Data records
——————————

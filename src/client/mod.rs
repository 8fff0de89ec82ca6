//! Chat backends: where streamed response text comes from.
//!
//! [`ChatBackend`] is the seam between the pump thread and the network. The
//! pump only ever sees text deltas and a final `Result`; everything about the
//! wire protocol lives behind the trait. [`OllamaClient`] is the production
//! implementation.

mod ollama;

pub use ollama::{OllamaClient, PullProgress, DEFAULT_URL};

use crate::actor::CancelToken;
use crate::error::Result;
use crate::turn::ChatTurn;

/// Everything a backend needs to produce one response.
#[derive(Debug, Clone, PartialEq, Eq)]
pub struct ChatRequest {
    /// Model identifier.
    pub model: String,
    /// Conversation so far, oldest first.
    pub turns: Vec<ChatTurn>,
    /// Optional system prompt, prepended as a `system` turn.
    pub system_prompt: Option<String>,
}

impl ChatRequest {
    /// Create a request without a system prompt.
    pub fn new(model: impl Into<String>, turns: Vec<ChatTurn>) -> Self {
        Self {
            model: model.into(),
            turns,
            system_prompt: None,
        }
    }

    /// Attach a system prompt. Blank prompts are ignored.
    #[must_use]
    pub fn with_system_prompt(mut self, prompt: Option<&str>) -> Self {
        self.system_prompt = prompt
            .map(str::trim)
            .filter(|p| !p.is_empty())
            .map(str::to_string);
        self
    }

    /// The messages to send, system prompt first.
    pub fn messages(&self) -> Vec<ChatTurn> {
        let mut messages = Vec::with_capacity(self.turns.len() + 1);
        if let Some(prompt) = &self.system_prompt {
            messages.push(ChatTurn::system(prompt.clone()));
        }
        messages.extend(self.turns.iter().cloned());
        messages
    }
}

/// A source of streamed chat responses.
///
/// Implementations block on I/O. They call `on_delta` with each piece of
/// new text, check `cancel` before every unit of input they read, and
/// return `Ok(())` as soon as they observe it.
pub trait ChatBackend: Send + Sync {
    /// Stream one response.
    fn stream_chat(
        &self,
        request: &ChatRequest,
        cancel: &CancelToken,
        on_delta: &mut dyn FnMut(&str),
    ) -> Result<()>;
}

#[cfg(test)]
mod tests {
    use super::*;
    use crate::turn::Role;

    #[test]
    fn test_messages_prepend_system_prompt() {
        let request = ChatRequest::new("llama3", vec![ChatTurn::user("hi")])
            .with_system_prompt(Some("Be brief."));
        let messages = request.messages();
        assert_eq!(messages.len(), 2);
        assert_eq!(messages[0].role, Role::System);
        assert_eq!(messages[0].content, "Be brief.");
        assert_eq!(messages[1], ChatTurn::user("hi"));
    }

    #[test]
    fn test_blank_system_prompt_ignored() {
        let request = ChatRequest::new("m", vec![]).with_system_prompt(Some("   "));
        assert!(request.system_prompt.is_none());
        assert!(request.messages().is_empty());
    }
}
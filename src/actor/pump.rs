//! Stream Pump: Dedicated thread relaying a backend stream into a channel.
//!
//! The pump runs one backend request on its own thread and turns the
//! deltas it produces into [`StreamEvent`]s on an unbounded FIFO channel.
//! The foreground loop drains that channel without blocking.
//!
//! Guarantees:
//! - zero or more cumulative `Chunk`s, then exactly one terminal event
//! - a transport failure yields `Error`; nothing is sent after it
//! - after cancellation no further chunks are enqueued, and the terminal
//!   event is `Done` even if the backend failed while shutting down

use super::cancel::CancelToken;
use super::messages::StreamEvent;
use crate::client::{ChatBackend, ChatRequest};
use crate::error::{ChatError, Result};
use crossbeam_channel::{unbounded, Receiver, Sender, TryRecvError};
use std::sync::Arc;
use std::thread::{self, JoinHandle};
use tracing::{debug, warn};

/// Pump actor that streams one response in the background.
pub struct StreamPump {
    /// Handle to the pump thread.
    handle: Option<JoinHandle<()>>,
    /// Cancellation flag shared with the thread.
    cancel: CancelToken,
    /// Receiver for stream events.
    events: Receiver<StreamEvent>,
}

/// Result of a non-blocking drain.
#[derive(Debug, Default)]
pub struct Drained {
    /// Events in emission order.
    pub events: Vec<StreamEvent>,
    /// Whether the producer has gone away.
    pub disconnected: bool,
}

impl StreamPump {
    /// Spawn a pump thread for `request`.
    pub fn spawn(backend: Arc<dyn ChatBackend>, request: ChatRequest) -> Result<Self> {
        let cancel = CancelToken::new();
        let thread_cancel = cancel.clone();
        let (tx, rx) = unbounded();

        let handle = thread::Builder::new()
            .name("chatwheel-pump".to_string())
            .spawn(move || {
                Self::run(backend.as_ref(), &request, &thread_cancel, &tx);
            })
            .map_err(|e| ChatError::Spawn(e.to_string()))?;

        Ok(Self {
            handle: Some(handle),
            cancel,
            events: rx,
        })
    }

    /// Get a reference to the event receiver.
    #[inline]
    pub const fn receiver(&self) -> &Receiver<StreamEvent> {
        &self.events
    }

    /// A handle to this pump's cancellation flag.
    pub fn cancel_token(&self) -> CancelToken {
        self.cancel.clone()
    }

    /// Signal the pump to stop at its next unit of input.
    pub fn cancel(&self) {
        self.cancel.cancel();
    }

    /// Take every event queued so far without blocking.
    pub fn drain(&self) -> Drained {
        let mut drained = Drained::default();
        loop {
            match self.events.try_recv() {
                Ok(event) => drained.events.push(event),
                Err(TryRecvError::Empty) => break,
                Err(TryRecvError::Disconnected) => {
                    drained.disconnected = true;
                    break;
                }
            }
        }
        drained
    }

    /// Wait for the pump thread to finish.
    pub fn join(mut self) {
        if let Some(handle) = self.handle.take() {
            let _ = handle.join();
        }
    }

    /// Main pump body.
    fn run(
        backend: &dyn ChatBackend,
        request: &ChatRequest,
        cancel: &CancelToken,
        tx: &Sender<StreamEvent>,
    ) {
        let mut content = String::new();
        let mut receiver_gone = false;

        let result = backend.stream_chat(request, cancel, &mut |delta| {
            if receiver_gone || delta.is_empty() || cancel.is_cancelled() {
                return;
            }
            content.push_str(delta);
            let chunk = StreamEvent::Chunk {
                content: content.clone(),
            };
            if tx.send(chunk).is_err() {
                // Receiver dropped, stop reading
                receiver_gone = true;
                cancel.cancel();
            }
        });

        if receiver_gone {
            return;
        }

        let terminal = match result {
            Ok(()) => StreamEvent::Done,
            Err(err) if cancel.is_cancelled() => {
                debug!(%err, "backend error after cancellation");
                StreamEvent::Done
            }
            Err(err) => {
                warn!(%err, "chat stream failed");
                StreamEvent::Error {
                    message: err.to_string(),
                }
            }
        };
        let _ = tx.send(terminal);
    }
}

impl Drop for StreamPump {
    fn drop(&mut self) {
        self.cancel();
    }
}

impl std::fmt::Debug for StreamPump {
    fn fmt(&self, f: &mut std::fmt::Formatter<'_>) -> std::fmt::Result {
        f.debug_struct("StreamPump")
            .field("cancelled", &self.cancel.is_cancelled())
            .field("queued", &self.events.len())
            .finish_non_exhaustive()
    }
}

——————————

Task objective
Each line that includes the string "TryRecvError" should be copied from the data.

Solution to this exercise
use crossbeam_channel::{unbounded, Receiver, Sender, TryRecvError};
                Err(TryRecvError::Empty) => break,
                Err(TryRecvError::Disconnected) => {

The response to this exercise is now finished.